[Saved data entries]
----------------

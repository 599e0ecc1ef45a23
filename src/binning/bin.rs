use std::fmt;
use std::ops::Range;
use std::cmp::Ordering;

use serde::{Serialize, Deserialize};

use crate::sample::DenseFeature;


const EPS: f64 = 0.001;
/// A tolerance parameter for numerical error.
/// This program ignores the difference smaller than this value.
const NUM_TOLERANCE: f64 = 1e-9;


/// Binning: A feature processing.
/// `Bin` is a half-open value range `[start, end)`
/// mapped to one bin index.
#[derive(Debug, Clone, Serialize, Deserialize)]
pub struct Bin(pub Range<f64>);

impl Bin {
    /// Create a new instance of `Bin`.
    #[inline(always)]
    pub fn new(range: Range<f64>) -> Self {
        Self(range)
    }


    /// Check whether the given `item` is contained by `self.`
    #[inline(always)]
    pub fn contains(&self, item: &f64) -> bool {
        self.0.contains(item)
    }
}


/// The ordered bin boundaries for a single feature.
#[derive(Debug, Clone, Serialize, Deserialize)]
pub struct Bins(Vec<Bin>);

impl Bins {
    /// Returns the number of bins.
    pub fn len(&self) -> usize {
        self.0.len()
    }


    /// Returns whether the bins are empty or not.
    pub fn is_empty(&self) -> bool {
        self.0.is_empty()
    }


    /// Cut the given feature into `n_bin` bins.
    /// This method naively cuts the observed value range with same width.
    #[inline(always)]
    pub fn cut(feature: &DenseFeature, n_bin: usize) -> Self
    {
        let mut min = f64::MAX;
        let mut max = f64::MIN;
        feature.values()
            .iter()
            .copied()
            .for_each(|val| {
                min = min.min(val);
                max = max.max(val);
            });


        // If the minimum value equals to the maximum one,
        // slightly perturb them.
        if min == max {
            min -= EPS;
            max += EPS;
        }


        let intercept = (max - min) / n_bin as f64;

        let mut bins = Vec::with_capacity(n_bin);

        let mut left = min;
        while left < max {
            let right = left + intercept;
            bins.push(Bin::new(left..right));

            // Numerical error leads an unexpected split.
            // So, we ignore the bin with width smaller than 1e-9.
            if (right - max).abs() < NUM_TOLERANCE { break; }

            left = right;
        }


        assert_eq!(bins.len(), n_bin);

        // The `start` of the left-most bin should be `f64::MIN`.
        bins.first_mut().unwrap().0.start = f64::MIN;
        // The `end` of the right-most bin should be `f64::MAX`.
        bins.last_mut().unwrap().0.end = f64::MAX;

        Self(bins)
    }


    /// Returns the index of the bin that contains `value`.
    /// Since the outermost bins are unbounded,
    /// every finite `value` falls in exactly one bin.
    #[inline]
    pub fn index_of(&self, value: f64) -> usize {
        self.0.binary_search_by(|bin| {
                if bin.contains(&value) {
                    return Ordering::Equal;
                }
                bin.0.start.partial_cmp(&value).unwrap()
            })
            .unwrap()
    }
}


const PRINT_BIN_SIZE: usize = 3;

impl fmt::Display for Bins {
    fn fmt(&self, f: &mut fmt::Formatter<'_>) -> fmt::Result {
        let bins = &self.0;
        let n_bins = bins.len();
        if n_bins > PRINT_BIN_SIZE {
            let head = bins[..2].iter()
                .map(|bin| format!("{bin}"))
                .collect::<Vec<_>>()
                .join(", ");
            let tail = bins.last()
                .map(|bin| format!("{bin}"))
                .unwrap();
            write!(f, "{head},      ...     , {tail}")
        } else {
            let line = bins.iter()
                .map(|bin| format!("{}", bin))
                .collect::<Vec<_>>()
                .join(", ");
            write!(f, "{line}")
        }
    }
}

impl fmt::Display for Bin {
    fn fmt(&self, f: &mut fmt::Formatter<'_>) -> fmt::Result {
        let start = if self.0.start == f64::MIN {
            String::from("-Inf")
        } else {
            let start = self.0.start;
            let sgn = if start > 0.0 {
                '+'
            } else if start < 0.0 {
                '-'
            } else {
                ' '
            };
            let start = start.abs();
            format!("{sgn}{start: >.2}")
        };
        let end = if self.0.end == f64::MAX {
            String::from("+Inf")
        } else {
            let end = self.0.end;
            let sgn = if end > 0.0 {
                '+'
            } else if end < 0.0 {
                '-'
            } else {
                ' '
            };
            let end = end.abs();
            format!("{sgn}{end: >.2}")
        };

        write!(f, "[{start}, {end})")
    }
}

----------------

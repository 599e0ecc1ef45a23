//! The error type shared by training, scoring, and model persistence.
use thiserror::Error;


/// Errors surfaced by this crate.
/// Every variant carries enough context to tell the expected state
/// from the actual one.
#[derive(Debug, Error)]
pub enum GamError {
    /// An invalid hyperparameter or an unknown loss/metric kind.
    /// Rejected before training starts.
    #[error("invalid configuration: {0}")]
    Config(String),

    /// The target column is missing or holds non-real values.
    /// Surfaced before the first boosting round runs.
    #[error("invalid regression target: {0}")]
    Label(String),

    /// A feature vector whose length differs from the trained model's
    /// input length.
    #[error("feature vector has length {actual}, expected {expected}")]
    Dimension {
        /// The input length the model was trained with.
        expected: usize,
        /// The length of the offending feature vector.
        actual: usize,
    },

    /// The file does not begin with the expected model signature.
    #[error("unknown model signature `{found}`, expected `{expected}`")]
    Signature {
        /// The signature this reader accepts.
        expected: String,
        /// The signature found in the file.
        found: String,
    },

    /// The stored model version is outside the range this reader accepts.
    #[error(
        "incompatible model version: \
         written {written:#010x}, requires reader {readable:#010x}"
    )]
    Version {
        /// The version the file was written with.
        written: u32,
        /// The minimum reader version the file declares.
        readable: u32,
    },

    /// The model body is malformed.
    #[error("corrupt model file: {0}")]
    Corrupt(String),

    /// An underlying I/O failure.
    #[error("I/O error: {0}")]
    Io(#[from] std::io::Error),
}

----------------

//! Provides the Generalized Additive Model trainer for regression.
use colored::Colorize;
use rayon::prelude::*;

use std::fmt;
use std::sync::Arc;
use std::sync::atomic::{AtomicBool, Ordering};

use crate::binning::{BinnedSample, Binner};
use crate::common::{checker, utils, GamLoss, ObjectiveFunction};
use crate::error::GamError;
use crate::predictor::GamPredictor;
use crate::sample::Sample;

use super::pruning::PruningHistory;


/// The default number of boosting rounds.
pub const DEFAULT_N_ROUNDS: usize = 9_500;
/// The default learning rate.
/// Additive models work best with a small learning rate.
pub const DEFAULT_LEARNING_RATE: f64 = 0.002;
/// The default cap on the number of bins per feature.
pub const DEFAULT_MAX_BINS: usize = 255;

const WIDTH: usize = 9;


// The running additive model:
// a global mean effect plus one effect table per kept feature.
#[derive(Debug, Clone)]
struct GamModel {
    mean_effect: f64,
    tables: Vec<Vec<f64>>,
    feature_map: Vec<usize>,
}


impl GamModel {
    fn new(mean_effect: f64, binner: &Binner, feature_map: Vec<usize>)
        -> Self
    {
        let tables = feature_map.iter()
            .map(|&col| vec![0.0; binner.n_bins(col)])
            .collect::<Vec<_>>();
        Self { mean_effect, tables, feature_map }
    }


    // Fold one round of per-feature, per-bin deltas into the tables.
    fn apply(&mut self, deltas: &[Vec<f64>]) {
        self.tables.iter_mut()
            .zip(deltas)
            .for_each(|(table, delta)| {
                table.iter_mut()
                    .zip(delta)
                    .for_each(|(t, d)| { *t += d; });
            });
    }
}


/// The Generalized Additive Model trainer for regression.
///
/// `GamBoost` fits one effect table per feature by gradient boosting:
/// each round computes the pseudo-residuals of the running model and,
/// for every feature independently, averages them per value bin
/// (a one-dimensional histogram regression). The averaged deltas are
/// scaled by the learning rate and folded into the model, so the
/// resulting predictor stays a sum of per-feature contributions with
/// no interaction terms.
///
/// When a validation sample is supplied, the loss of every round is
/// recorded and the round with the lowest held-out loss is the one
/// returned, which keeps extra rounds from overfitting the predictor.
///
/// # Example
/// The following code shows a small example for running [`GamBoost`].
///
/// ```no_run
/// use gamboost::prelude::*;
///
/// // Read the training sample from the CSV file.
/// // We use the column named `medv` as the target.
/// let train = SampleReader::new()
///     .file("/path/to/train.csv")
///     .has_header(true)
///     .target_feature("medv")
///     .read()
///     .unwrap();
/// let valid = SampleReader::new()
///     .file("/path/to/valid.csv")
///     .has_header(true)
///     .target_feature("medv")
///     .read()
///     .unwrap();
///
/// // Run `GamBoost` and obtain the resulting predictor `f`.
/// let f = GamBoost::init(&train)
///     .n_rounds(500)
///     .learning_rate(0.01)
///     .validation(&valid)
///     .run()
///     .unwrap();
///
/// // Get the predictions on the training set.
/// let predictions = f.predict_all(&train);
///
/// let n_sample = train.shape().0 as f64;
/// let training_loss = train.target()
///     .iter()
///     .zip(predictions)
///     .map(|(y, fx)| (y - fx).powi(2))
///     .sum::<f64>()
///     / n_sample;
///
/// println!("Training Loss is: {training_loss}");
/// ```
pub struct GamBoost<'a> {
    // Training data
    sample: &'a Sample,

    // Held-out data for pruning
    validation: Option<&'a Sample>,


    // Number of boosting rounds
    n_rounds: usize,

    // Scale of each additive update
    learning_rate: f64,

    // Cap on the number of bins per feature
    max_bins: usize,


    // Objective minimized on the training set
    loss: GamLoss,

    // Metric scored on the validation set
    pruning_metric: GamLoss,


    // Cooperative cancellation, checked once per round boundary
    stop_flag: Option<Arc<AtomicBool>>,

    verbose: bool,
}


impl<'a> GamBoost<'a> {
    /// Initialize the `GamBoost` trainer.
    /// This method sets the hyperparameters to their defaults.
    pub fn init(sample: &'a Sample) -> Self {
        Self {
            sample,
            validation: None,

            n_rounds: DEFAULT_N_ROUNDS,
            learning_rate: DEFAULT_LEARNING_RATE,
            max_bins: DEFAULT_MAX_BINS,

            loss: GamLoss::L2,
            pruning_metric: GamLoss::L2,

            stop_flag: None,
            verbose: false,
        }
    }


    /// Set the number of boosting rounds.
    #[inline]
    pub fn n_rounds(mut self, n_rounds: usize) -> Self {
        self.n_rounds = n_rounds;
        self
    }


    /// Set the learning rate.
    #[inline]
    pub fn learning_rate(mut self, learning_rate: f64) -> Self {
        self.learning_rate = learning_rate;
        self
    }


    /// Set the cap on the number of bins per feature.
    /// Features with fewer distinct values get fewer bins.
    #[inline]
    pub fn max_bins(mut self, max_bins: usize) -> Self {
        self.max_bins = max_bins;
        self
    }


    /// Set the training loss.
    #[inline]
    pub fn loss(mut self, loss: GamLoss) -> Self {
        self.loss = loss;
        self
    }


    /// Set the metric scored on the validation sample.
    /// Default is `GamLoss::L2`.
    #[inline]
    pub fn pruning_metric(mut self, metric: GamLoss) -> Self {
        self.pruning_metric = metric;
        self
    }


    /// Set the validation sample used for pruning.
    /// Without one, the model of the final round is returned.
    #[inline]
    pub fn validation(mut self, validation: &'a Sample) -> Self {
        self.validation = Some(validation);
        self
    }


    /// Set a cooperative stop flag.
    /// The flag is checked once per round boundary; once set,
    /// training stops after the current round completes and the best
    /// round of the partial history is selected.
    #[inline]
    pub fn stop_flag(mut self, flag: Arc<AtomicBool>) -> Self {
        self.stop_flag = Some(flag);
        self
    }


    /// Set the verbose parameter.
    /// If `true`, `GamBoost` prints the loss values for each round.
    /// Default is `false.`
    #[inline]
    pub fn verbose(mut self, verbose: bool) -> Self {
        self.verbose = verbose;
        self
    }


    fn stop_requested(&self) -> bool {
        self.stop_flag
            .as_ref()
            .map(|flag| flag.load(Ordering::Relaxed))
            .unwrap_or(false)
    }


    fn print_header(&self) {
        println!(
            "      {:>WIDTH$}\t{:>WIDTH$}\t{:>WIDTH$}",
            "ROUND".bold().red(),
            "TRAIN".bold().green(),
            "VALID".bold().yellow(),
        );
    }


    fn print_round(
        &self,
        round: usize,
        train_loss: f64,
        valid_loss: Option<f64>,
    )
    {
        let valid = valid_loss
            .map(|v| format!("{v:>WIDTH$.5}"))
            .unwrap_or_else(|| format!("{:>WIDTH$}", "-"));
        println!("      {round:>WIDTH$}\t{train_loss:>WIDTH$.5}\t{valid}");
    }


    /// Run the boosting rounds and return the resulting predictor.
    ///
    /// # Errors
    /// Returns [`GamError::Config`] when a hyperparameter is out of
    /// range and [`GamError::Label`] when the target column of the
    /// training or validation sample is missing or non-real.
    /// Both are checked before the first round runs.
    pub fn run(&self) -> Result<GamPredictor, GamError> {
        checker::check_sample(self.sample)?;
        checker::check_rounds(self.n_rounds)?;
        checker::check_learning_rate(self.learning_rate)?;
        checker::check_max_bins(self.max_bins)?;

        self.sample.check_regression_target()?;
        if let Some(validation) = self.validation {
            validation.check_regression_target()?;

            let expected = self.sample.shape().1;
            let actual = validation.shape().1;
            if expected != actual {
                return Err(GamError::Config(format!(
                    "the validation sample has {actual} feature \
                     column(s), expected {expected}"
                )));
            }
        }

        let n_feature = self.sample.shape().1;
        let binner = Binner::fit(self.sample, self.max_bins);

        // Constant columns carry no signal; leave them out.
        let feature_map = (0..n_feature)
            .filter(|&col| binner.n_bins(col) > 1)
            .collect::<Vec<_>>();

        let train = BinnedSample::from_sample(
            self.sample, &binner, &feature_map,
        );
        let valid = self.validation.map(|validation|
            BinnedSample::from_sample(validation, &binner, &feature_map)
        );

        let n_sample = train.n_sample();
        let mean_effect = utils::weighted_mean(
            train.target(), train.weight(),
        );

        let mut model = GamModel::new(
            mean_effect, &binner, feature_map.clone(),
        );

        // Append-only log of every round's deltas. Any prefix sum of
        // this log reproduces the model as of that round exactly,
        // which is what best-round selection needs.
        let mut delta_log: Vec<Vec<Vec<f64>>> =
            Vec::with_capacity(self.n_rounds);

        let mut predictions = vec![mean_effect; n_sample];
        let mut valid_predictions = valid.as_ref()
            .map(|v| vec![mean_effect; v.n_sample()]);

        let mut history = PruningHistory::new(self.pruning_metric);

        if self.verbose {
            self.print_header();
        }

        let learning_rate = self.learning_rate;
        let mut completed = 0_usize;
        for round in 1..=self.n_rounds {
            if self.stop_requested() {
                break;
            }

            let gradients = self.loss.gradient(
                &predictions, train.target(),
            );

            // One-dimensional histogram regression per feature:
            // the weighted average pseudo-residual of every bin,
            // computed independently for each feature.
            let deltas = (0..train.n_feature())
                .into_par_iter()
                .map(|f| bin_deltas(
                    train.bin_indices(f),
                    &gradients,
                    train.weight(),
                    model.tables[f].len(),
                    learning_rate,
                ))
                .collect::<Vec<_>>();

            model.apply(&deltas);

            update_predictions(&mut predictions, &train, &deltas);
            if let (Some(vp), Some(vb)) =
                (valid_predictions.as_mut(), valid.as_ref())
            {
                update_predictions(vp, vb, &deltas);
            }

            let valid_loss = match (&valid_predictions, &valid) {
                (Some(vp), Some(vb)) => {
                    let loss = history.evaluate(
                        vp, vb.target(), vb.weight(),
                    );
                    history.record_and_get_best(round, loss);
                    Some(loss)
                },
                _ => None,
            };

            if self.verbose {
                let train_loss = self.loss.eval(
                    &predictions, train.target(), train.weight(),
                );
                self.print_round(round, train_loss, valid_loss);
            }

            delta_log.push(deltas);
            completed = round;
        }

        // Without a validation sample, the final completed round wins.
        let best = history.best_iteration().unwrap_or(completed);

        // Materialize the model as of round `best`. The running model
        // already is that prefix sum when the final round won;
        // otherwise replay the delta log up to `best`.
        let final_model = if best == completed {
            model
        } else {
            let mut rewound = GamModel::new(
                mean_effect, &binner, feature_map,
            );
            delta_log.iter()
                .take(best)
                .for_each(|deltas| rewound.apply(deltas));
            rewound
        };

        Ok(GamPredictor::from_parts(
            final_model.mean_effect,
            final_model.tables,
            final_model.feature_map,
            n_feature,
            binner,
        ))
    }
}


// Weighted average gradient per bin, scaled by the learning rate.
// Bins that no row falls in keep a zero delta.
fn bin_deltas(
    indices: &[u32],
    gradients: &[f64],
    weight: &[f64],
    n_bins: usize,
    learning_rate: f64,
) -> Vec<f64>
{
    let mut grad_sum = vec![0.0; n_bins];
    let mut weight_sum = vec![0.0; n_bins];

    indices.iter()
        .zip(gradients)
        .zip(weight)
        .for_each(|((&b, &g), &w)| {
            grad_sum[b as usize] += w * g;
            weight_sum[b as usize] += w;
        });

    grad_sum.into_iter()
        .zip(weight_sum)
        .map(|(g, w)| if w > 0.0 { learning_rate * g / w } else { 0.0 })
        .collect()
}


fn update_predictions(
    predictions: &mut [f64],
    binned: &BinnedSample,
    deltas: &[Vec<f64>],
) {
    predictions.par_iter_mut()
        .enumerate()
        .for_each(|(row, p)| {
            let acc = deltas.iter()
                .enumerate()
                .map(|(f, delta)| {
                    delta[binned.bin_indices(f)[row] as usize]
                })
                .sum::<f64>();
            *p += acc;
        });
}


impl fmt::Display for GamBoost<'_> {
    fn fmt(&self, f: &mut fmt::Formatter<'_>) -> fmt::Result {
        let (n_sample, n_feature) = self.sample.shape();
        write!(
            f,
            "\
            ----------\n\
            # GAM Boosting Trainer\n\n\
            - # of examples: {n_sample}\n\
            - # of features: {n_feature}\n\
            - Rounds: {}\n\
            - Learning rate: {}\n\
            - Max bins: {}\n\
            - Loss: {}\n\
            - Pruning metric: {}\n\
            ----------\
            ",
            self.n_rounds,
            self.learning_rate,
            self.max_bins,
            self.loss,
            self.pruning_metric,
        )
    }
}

----------------

**WHAT YOU NEED TO DO**
Please copy the lines in the records above between the one holding "if (right - max).abs()" and the one holding "bins.first_mut().unwrap().0.start = f64::MIN;", inclusive, exactly and with no other line.

**EXERCISE OUTPUT**
            if (right - max).abs() < NUM_TOLERANCE { break; }

            left = right;
        }


        assert_eq!(bins.len(), n_bin);

        // The `start` of the left-most bin should be `f64::MIN`.
        bins.first_mut().unwrap().0.start = f64::MIN;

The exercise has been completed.